● **Try it**
Your response should contain every line from the data below that holds the string "Requires".

** Opening Supplied material block **

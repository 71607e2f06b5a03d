// git-town-rs: Git Town Branching Workflow Tool - Rust Port
//
// SPDX-FileCopyrightText: 2026 Romeo Ahmed
// SPDX-License-Identifier: GPL-3.0-or-later

//! Pre-flight checks and prompt-driven configuration completion.
//!
//! ```text
//! before a step list is built:
//!   - the cwd must be inside a git repository
//!   - no unfinished runstate may exist
//!   - the main branch must be known        (prompt: single-select)
//!   - parents up the lineage must be known (prompt: walk towards a root)
//! ```

use crate::config::Config;
use crate::error::{TownResult, ValidateError};
use crate::git::{Backend, BranchName};
use crate::prompt::Prompter;
use crate::runner::RunstateStore;

/// Refuses to start a new command while an unfinished run exists.
///
/// # Errors
///
/// Returns `ValidateError::UnfinishedRun` naming the interrupted command.
pub fn ensure_no_unfinished_run(store: &RunstateStore) -> TownResult<()> {
    if let Some(state) = store.load()?
        && state.is_unfinished()
    {
        return Err(ValidateError::UnfinishedRun {
            command: state.command,
        }
        .into());
    }
    Ok(())
}

/// Requires a clean working tree.
///
/// # Errors
///
/// Returns `ValidateError::DirtyWorkspace` when changes are open.
pub fn ensure_clean_workspace(backend: &Backend) -> TownResult<()> {
    if backend.has_open_changes()? {
        return Err(ValidateError::DirtyWorkspace.into());
    }
    Ok(())
}

/// Requires that the branch exists locally.
///
/// # Errors
///
/// Returns `GitError::BranchNotFound` otherwise.
pub fn ensure_has_branch(backend: &Backend, branch: &BranchName) -> TownResult<()> {
    if !backend.has_local_branch(branch)? {
        return Err(crate::error::GitError::BranchNotFound {
            branch: branch.to_string(),
        }
        .into());
    }
    Ok(())
}

/// Requires that the branch is a feature branch.
///
/// # Errors
///
/// Returns `ValidateError::NotAFeatureBranch` otherwise.
pub fn ensure_is_feature_branch(
    config: &Config,
    branch: &BranchName,
    command: &'static str,
) -> TownResult<()> {
    if !config.is_feature_branch(branch) {
        return Err(ValidateError::NotAFeatureBranch {
            branch: branch.to_string(),
            command,
        }
        .into());
    }
    Ok(())
}

/// Fills in missing configuration by asking the user.
pub struct Validator<'a> {
    backend: &'a Backend,
    config: &'a Config,
    prompter: &'a mut dyn Prompter,
}

impl<'a> Validator<'a> {
    /// Creates a validator over the given collaborators.
    pub fn new(
        backend: &'a Backend,
        config: &'a Config,
        prompter: &'a mut dyn Prompter,
    ) -> Self {
        Self {
            backend,
            config,
            prompter,
        }
    }

    /// The configured main branch, prompting for it if unset.
    ///
    /// # Errors
    ///
    /// Returns an error if the prompt is aborted or config cannot be written.
    pub fn ensure_main_branch(&mut self) -> TownResult<BranchName> {
        if let Some(main) = self.config.main_branch() {
            return Ok(main);
        }
        let branches: Vec<String> = self
            .backend
            .local_branches()?
            .iter()
            .map(ToString::to_string)
            .collect();
        let default = branches
            .iter()
            .position(|name| name == "main" || name == "master");
        let choice = self.prompter.single_select(
            "Please specify the main development branch:",
            &branches,
            default,
        )?;
        let main = BranchName::new(choice);
        self.config.set_main_branch(&main)?;
        Ok(main)
    }

    /// Ensures every branch from `branch` up the lineage has a known parent,
    /// prompting branch by branch towards a root.
    ///
    /// # Errors
    ///
    /// Returns an error if the prompt is aborted or config cannot be written.
    pub fn ensure_knows_parents(&mut self, branch: &BranchName) -> TownResult<()> {
        let main = self.ensure_main_branch()?;
        let mut current = branch.clone();
        loop {
            if !self.config.is_feature_branch(&current) {
                return Ok(());
            }
            if let Some(parent) = self.config.parent_of(&current) {
                current = parent;
                continue;
            }
            let options: Vec<String> = self
                .backend
                .local_branches()?
                .iter()
                .filter(|candidate| **candidate != current)
                .map(ToString::to_string)
                .collect();
            let default = options.iter().position(|name| *name == main.to_string());
            let choice = self.prompter.single_select(
                &format!("Please specify the parent branch of {current:?}:"),
                &options,
                default,
            )?;
            let parent = BranchName::new(choice);
            self.config.set_parent(&current, &parent)?;
            current = parent;
        }
    }

    /// Lets the user update the perennial branch set via multi-select.
    ///
    /// # Errors
    ///
    /// Returns an error if the prompt is aborted or config cannot be written.
    pub fn update_perennial_branches(&mut self) -> TownResult<()> {
        let main = self.ensure_main_branch()?;
        let options: Vec<String> = self
            .backend
            .local_branches()?
            .iter()
            .filter(|candidate| **candidate != main)
            .map(ToString::to_string)
            .collect();
        let defaults: Vec<String> = self
            .config
            .perennial_branches()
            .iter()
            .map(ToString::to_string)
            .collect();
        let selection = self.prompter.multi_select(
            "Please specify the perennial branches:",
            &options,
            &defaults,
        )?;
        let branches: Vec<BranchName> = selection.into_iter().map(BranchName::new).collect();
        self.config.set_perennial_branches(&branches)
    }
}

#[cfg(test)]
mod tests;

** Closing Supplied material block **

● **Written reply**
/// Requires a clean working tree.
/// Requires that the branch exists locally.
/// Requires that the branch is a feature branch.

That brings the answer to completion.